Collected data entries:
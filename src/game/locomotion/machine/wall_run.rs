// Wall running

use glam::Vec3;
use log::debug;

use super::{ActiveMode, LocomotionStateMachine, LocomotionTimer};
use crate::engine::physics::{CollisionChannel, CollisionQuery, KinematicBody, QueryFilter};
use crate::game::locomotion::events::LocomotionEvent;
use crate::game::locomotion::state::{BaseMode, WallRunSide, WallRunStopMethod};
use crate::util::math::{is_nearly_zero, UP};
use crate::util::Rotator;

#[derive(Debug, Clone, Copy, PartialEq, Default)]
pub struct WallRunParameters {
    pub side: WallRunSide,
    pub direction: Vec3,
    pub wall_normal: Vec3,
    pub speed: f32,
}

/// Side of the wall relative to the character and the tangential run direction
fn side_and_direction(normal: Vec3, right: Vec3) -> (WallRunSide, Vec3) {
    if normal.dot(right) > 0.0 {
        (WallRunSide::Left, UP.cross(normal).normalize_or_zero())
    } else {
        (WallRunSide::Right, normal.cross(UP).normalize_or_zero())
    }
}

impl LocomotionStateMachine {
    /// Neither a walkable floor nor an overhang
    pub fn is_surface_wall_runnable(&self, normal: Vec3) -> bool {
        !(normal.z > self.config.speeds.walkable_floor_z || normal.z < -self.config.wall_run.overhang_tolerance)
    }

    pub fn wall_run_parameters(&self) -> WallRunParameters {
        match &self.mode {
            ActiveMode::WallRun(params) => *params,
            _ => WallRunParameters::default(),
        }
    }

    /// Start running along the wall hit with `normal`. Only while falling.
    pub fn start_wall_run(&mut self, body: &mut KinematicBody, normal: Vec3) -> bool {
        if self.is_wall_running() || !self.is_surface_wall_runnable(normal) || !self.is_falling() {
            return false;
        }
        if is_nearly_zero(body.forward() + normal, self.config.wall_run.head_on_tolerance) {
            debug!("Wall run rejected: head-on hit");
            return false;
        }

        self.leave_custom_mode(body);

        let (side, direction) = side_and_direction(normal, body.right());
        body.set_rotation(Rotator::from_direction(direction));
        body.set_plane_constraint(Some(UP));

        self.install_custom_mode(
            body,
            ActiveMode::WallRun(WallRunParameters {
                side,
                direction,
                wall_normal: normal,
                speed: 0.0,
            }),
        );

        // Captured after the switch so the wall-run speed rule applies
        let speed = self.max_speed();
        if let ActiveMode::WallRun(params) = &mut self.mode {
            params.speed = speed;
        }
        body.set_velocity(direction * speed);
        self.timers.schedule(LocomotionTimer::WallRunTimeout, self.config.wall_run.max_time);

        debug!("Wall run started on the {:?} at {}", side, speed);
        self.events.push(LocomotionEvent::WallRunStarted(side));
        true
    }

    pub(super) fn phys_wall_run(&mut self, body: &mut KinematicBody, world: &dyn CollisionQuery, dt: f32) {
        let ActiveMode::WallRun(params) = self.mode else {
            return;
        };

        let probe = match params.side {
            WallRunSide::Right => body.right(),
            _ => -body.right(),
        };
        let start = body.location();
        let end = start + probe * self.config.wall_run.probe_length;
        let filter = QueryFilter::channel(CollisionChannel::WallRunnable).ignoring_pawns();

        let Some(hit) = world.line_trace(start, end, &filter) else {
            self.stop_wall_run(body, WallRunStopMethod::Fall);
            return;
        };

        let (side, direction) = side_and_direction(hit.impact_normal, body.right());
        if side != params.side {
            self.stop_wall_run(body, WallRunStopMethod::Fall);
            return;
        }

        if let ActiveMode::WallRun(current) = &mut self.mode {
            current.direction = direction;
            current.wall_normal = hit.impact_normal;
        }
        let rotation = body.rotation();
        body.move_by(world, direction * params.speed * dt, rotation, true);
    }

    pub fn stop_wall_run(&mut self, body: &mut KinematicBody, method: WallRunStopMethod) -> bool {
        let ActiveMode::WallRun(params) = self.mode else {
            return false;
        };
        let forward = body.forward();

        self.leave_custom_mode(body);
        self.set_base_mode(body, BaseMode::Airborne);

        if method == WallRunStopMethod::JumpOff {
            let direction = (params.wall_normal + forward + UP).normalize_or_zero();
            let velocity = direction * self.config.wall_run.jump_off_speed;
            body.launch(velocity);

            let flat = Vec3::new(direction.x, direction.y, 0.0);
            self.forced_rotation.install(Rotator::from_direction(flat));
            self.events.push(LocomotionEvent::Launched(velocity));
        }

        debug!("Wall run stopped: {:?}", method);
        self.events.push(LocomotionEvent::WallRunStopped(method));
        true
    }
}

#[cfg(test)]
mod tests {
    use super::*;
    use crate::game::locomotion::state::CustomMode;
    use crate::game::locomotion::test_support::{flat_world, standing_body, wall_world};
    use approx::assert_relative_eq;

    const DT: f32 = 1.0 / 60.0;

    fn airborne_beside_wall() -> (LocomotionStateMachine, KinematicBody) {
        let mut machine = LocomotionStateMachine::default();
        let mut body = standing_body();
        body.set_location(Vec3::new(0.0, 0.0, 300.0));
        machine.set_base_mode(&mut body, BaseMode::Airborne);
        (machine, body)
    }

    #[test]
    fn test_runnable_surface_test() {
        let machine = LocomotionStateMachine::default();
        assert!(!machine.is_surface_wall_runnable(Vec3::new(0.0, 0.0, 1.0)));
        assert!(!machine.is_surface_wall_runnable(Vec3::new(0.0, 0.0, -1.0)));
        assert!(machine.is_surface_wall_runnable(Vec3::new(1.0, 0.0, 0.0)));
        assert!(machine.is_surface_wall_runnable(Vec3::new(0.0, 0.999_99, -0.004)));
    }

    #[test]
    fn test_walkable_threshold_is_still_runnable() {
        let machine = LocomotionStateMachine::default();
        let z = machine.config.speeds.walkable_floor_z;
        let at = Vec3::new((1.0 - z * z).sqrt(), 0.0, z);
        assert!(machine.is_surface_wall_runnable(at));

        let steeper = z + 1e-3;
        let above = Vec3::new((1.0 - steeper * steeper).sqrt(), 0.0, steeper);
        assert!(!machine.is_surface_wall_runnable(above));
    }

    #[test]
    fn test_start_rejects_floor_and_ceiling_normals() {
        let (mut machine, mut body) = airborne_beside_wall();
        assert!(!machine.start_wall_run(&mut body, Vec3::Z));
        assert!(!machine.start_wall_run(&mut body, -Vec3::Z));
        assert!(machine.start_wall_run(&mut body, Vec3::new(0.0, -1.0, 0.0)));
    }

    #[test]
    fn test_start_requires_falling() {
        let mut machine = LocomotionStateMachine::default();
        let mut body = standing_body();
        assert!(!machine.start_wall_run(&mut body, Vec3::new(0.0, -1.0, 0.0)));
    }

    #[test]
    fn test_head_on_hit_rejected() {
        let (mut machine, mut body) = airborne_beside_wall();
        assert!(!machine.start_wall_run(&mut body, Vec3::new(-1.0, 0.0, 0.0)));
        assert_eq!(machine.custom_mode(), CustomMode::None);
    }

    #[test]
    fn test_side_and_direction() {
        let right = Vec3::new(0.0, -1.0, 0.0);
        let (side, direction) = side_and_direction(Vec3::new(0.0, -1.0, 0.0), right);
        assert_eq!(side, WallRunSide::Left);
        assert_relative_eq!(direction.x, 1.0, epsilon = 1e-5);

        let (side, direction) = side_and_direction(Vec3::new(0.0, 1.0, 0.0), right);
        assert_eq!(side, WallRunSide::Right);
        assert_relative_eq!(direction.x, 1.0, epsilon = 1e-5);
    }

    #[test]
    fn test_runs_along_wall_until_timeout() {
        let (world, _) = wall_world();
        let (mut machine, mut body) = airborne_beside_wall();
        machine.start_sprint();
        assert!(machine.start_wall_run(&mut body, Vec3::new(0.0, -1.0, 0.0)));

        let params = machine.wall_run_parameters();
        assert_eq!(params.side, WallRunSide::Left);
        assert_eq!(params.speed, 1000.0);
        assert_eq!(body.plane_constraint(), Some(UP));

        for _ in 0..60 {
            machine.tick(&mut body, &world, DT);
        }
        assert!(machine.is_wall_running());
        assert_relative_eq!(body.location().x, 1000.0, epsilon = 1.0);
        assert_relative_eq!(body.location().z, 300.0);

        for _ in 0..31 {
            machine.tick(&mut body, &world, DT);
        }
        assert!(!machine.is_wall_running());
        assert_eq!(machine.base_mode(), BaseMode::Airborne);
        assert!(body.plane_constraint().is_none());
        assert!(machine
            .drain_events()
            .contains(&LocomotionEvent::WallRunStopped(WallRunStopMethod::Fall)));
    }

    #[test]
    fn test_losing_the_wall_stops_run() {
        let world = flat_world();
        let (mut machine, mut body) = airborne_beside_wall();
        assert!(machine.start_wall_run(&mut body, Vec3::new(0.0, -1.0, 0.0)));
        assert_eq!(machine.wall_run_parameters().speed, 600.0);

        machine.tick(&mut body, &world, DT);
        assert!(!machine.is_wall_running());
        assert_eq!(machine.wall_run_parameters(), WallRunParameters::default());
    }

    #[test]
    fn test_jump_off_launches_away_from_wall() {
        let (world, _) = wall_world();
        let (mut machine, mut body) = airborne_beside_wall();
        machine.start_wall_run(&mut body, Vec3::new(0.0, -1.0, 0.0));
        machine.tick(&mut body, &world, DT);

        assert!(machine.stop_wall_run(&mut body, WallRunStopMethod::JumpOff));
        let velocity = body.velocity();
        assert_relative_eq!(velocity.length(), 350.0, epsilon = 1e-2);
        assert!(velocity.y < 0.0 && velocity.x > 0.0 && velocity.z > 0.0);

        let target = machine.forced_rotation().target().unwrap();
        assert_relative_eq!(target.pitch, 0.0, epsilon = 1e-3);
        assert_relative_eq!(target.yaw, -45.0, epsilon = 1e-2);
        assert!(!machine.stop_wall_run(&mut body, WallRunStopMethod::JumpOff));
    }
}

### Directions
Transcribe the lines from the first line of the records through the line that contains "use crate::util::Rotator;", both included, and add nothing else.

### Worked solution
filename src/game/locomotion/machine/wall_run.rs
// Wall running

use glam::Vec3;
use log::debug;

use super::{ActiveMode, LocomotionStateMachine, LocomotionTimer};
use crate::engine::physics::{CollisionChannel, CollisionQuery, KinematicBody, QueryFilter};
use crate::game::locomotion::events::LocomotionEvent;
use crate::game::locomotion::state::{BaseMode, WallRunSide, WallRunStopMethod};
use crate::util::math::{is_nearly_zero, UP};
use crate::util::Rotator;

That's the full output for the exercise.